WORK TASK:
Among the lines below, tally those that hold "Appendix". Return the number and nothing more.

# # # #

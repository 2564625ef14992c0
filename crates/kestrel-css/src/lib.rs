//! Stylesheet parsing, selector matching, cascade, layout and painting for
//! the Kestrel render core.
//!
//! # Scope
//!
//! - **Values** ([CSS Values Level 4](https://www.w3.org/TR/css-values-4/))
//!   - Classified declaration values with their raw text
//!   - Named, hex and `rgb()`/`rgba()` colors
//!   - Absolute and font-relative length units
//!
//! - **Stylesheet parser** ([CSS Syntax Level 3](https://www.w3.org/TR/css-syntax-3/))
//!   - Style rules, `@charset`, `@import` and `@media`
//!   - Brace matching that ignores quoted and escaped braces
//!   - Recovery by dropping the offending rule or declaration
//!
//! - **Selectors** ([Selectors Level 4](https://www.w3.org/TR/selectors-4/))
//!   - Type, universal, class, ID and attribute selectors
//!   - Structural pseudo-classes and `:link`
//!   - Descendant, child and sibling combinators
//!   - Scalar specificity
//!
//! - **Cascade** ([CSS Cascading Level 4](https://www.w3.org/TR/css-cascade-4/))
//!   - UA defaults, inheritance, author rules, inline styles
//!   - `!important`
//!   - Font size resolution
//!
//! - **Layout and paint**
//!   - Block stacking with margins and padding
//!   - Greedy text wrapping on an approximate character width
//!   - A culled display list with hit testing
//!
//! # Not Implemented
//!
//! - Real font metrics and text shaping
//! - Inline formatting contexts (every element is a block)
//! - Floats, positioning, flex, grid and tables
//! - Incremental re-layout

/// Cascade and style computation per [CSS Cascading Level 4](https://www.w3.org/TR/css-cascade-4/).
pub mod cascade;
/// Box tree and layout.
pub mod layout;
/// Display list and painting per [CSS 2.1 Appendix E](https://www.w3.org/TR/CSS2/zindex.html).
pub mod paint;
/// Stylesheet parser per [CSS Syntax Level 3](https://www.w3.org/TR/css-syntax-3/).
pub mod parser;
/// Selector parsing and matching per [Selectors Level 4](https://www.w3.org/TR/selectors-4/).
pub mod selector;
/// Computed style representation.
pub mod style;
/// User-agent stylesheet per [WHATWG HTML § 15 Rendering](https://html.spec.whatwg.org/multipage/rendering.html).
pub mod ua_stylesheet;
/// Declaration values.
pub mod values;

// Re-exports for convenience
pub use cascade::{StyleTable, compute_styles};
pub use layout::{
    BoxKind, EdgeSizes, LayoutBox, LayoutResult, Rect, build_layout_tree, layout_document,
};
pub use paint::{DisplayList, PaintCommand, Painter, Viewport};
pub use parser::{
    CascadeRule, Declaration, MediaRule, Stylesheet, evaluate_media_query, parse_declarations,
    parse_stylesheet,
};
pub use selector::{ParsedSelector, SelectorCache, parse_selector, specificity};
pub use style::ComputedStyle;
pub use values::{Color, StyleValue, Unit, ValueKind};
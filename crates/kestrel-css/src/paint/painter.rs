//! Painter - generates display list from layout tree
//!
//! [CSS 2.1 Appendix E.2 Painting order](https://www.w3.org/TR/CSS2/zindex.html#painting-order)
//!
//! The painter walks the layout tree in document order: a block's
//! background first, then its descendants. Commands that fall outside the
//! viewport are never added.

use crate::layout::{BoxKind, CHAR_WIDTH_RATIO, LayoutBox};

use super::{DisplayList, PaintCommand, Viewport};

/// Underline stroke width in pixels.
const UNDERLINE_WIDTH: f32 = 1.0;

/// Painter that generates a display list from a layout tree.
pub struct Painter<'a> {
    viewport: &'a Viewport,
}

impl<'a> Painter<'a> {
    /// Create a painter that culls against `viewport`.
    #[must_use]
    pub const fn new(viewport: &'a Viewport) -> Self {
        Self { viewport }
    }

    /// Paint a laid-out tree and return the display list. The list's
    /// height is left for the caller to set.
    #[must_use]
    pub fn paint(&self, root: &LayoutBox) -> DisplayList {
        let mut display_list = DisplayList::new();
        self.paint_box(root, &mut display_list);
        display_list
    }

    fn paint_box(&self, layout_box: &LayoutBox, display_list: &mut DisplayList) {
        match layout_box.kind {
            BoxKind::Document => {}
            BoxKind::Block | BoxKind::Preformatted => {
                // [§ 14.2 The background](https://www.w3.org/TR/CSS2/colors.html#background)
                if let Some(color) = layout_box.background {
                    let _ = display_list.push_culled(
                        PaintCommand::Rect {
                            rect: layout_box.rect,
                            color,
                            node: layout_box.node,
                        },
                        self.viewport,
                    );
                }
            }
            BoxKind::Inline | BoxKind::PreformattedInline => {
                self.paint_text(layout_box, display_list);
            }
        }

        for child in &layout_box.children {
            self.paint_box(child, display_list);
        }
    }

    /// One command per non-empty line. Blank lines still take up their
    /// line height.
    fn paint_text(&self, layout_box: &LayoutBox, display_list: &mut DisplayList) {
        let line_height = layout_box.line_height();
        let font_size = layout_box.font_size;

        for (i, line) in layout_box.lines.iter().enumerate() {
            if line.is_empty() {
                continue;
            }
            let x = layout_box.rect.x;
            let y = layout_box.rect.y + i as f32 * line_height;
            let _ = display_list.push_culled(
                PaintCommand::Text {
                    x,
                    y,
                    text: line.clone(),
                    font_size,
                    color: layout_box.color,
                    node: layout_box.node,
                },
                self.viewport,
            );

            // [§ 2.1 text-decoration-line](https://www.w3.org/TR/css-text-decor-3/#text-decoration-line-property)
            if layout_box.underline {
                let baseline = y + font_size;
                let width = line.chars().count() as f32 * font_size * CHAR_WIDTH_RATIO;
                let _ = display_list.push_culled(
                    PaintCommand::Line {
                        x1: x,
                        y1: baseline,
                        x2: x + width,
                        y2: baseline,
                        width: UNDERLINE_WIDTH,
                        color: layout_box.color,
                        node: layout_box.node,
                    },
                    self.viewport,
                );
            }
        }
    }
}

# # # #

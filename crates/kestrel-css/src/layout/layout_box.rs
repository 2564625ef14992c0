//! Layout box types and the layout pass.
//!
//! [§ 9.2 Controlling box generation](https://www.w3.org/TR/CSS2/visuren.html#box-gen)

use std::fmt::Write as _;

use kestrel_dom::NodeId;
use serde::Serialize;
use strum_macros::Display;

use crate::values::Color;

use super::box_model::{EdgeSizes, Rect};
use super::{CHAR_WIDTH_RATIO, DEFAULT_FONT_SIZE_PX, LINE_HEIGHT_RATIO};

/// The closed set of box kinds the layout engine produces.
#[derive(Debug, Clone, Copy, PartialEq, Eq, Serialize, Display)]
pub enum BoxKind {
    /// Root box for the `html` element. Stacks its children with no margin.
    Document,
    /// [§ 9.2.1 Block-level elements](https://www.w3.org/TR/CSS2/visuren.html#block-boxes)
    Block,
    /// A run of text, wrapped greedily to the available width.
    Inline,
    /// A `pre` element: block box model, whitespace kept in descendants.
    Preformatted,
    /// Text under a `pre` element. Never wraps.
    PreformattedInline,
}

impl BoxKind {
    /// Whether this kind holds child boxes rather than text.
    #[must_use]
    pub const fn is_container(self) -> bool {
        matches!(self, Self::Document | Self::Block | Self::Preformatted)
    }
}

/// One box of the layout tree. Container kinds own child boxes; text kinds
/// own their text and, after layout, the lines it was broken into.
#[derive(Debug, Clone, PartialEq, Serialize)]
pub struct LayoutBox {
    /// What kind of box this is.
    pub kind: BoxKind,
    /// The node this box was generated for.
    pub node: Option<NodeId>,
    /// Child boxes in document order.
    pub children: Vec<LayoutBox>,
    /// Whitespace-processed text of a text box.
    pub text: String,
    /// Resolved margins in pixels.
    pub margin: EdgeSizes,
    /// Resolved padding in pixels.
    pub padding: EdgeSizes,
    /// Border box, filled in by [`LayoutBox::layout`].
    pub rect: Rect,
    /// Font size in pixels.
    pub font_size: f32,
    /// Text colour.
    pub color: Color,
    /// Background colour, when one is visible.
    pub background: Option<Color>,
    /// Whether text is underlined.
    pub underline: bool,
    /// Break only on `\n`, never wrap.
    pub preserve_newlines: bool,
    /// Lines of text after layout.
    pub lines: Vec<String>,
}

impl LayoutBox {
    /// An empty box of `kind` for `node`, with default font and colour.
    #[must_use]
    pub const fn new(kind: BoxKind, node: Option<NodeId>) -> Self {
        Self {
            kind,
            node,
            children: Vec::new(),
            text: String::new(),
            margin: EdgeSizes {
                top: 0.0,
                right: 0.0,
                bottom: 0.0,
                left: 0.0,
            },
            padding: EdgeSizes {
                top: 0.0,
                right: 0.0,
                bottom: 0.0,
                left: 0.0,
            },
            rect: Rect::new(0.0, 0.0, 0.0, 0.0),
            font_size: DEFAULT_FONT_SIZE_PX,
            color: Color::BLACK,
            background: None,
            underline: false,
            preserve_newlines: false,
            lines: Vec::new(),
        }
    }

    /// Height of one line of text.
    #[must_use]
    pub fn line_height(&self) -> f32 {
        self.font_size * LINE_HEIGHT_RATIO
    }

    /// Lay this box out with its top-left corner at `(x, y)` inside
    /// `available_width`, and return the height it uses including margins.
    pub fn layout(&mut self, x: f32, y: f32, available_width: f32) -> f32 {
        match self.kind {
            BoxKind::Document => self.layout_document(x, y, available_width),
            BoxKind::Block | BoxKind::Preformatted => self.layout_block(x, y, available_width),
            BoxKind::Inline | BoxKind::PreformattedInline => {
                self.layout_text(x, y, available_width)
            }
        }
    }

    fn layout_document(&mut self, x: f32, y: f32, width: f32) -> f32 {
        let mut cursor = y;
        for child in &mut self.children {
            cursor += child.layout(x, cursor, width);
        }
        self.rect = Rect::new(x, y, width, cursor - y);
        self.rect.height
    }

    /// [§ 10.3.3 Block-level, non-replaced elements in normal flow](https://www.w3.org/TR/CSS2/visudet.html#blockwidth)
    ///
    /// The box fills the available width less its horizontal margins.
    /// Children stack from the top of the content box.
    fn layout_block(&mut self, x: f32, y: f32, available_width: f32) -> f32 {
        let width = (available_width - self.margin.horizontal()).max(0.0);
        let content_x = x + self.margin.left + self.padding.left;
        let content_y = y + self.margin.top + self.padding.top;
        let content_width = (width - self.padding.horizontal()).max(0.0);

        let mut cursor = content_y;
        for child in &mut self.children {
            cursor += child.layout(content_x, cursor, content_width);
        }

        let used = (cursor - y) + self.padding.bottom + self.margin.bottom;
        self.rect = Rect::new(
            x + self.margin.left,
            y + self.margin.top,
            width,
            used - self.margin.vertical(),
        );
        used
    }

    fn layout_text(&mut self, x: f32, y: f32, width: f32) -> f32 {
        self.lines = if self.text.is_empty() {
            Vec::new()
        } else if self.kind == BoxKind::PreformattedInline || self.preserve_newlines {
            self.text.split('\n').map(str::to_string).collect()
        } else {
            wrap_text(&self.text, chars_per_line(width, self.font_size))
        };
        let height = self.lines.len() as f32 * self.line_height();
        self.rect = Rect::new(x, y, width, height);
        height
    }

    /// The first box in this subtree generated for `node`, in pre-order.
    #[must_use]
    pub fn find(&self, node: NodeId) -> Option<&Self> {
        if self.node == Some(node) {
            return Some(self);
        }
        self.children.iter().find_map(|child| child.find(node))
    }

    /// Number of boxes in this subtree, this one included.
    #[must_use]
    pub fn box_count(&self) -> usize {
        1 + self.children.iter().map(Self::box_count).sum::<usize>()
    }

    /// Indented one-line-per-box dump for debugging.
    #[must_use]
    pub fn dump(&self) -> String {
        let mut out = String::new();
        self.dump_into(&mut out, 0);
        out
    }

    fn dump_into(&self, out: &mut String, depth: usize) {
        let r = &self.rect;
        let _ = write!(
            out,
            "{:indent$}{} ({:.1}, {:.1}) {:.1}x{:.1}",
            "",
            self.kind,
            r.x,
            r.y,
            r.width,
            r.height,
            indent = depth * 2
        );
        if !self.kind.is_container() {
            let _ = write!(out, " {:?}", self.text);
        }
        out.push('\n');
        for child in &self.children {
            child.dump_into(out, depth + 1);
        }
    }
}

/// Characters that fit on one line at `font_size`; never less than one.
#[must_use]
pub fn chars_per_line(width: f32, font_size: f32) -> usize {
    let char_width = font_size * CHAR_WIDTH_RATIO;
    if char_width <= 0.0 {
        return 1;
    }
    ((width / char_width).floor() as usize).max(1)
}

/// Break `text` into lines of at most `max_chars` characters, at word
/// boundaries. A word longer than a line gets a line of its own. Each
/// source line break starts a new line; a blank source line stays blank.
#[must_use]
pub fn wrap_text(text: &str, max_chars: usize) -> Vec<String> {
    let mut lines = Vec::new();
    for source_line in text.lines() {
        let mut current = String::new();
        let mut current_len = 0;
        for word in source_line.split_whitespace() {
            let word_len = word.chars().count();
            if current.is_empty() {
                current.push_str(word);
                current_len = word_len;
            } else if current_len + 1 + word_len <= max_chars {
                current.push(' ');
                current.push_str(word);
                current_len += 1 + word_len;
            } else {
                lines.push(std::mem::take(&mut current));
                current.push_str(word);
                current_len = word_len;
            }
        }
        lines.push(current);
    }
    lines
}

# # # #

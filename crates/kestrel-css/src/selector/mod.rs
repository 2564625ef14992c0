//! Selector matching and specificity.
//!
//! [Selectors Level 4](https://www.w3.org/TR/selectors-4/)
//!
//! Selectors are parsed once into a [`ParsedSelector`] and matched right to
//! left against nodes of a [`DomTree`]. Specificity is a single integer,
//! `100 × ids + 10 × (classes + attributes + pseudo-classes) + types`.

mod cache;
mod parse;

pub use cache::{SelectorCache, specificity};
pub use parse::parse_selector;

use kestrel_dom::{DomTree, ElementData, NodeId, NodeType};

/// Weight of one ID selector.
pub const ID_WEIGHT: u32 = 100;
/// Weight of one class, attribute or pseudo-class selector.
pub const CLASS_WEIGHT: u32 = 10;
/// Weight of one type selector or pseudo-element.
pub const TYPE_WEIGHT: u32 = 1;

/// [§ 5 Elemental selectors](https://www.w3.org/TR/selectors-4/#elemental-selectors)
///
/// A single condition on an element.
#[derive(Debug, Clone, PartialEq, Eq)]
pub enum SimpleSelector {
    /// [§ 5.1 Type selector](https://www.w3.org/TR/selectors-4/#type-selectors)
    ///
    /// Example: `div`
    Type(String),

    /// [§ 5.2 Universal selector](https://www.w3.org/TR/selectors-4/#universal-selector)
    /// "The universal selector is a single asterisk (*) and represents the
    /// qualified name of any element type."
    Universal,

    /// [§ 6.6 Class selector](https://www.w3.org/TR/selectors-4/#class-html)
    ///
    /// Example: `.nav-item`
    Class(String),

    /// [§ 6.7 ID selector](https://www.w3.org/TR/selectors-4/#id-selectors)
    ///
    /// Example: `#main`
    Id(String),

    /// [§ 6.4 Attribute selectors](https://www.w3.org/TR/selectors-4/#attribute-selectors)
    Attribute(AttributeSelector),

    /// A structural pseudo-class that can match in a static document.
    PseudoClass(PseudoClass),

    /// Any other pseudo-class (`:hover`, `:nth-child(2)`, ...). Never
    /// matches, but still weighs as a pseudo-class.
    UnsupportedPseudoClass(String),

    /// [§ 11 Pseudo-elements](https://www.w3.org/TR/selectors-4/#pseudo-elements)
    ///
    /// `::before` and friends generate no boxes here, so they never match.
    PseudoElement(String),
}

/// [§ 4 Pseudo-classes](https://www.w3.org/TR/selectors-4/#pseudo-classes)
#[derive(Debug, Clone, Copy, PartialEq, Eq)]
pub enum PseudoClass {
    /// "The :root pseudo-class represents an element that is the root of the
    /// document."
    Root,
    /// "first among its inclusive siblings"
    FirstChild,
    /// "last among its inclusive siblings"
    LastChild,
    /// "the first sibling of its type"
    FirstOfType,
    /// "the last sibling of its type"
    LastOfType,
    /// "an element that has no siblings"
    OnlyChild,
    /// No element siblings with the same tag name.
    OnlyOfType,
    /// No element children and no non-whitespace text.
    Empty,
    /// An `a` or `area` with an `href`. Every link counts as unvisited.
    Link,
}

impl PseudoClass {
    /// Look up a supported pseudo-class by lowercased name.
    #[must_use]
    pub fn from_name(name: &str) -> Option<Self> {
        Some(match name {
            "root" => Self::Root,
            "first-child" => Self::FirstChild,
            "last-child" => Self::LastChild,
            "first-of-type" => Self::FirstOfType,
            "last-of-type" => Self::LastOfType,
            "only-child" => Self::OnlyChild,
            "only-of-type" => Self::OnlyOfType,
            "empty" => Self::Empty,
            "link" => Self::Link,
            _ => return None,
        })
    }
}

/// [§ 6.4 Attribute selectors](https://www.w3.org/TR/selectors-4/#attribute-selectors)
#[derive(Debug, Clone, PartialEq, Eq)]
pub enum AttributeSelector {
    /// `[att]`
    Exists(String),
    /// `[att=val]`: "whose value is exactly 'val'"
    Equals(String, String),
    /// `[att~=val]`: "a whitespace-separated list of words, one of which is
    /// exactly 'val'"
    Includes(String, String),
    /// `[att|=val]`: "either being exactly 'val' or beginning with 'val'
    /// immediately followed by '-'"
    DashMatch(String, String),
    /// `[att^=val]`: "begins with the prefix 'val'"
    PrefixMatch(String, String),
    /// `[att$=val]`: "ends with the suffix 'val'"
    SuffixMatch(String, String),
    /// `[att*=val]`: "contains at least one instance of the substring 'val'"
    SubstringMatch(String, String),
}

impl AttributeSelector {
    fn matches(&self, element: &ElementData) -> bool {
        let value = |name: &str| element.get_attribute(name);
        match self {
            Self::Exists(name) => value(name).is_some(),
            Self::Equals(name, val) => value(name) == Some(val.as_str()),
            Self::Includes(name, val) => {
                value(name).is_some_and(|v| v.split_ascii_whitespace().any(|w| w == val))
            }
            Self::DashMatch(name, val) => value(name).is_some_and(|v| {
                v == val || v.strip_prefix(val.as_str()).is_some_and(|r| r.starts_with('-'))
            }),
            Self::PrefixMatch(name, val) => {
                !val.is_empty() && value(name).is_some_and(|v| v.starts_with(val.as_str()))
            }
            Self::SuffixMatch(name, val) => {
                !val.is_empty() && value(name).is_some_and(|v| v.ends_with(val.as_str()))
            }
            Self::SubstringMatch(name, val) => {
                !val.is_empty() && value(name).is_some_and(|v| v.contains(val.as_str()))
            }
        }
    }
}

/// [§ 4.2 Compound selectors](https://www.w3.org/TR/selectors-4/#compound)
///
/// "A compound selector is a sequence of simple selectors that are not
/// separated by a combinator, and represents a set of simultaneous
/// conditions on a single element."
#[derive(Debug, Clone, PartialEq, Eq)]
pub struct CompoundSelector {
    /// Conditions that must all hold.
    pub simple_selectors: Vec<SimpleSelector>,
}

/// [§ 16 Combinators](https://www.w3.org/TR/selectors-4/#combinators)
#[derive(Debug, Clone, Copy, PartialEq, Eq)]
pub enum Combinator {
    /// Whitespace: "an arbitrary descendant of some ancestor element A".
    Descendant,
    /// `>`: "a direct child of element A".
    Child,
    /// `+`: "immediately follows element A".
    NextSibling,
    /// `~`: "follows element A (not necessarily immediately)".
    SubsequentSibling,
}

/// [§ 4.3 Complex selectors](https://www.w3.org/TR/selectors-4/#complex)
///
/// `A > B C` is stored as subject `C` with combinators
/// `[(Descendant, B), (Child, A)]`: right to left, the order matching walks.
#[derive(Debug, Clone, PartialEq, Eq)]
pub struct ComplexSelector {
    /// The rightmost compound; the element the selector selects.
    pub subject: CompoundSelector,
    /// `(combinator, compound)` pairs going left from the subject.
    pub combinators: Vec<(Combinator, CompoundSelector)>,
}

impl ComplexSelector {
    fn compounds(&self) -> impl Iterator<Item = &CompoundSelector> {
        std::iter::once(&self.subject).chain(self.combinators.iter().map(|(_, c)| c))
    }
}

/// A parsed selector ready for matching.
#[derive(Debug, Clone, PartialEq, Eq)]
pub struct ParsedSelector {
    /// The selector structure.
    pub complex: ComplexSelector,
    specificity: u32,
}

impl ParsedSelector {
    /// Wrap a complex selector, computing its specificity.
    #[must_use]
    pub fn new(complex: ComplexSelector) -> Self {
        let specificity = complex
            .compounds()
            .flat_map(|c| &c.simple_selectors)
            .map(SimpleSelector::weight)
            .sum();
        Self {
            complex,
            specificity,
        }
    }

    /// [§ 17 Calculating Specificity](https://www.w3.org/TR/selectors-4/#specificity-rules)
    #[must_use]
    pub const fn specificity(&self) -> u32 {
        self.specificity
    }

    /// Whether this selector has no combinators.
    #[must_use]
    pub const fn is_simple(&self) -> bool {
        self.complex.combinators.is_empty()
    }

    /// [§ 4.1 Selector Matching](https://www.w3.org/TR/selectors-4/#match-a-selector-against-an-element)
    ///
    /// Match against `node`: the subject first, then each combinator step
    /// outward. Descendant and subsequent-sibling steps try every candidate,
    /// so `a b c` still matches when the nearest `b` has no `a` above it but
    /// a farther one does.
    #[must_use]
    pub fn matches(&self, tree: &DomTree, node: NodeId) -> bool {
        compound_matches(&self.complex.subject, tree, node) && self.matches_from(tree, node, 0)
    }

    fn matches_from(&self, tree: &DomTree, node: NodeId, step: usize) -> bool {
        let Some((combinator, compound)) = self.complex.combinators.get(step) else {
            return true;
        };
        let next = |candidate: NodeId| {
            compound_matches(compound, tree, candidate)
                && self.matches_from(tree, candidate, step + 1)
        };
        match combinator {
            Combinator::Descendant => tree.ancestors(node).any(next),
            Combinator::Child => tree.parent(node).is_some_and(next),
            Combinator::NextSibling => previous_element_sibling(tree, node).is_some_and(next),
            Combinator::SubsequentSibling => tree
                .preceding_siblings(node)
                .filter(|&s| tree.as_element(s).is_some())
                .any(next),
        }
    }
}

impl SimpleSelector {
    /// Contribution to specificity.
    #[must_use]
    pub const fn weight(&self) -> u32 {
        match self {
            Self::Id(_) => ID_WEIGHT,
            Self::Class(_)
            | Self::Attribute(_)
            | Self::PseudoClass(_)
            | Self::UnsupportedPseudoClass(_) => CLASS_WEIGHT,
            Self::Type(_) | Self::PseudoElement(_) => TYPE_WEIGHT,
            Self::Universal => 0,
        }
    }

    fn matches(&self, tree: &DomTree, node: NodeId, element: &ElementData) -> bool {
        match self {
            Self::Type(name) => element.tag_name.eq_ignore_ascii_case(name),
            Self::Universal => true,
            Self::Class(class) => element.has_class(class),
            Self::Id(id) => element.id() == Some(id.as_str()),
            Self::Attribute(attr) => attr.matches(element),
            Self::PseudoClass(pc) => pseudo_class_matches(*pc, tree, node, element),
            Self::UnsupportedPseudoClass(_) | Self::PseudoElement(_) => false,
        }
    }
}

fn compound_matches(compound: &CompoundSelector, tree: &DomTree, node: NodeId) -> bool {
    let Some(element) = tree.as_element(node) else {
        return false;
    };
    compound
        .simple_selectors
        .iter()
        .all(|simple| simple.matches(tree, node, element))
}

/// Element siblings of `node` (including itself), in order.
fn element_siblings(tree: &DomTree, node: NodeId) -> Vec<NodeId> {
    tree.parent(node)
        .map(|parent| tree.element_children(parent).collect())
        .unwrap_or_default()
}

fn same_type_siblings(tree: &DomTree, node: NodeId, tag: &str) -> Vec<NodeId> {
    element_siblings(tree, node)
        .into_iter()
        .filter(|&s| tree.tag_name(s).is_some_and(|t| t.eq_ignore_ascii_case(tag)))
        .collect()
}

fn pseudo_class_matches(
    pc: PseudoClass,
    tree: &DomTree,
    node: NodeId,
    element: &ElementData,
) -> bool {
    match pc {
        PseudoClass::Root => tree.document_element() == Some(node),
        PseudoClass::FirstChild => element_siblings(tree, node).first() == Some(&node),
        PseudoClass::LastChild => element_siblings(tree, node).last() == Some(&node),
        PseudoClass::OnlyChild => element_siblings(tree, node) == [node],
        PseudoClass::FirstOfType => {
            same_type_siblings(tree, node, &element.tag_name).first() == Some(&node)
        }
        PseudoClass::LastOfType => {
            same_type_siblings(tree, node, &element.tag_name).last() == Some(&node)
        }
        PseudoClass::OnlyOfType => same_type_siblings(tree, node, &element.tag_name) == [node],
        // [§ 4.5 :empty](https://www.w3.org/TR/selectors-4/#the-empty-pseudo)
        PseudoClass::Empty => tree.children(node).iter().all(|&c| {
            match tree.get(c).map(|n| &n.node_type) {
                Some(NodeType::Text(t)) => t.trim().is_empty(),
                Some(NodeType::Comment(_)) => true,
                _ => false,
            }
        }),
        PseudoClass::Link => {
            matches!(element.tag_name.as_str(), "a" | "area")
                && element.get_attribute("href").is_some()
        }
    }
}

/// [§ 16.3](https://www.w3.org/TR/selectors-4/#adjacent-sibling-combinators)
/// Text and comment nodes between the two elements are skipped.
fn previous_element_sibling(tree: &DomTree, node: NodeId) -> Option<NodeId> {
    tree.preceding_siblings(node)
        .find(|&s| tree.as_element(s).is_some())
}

# # # #

ANSWER BOX:
2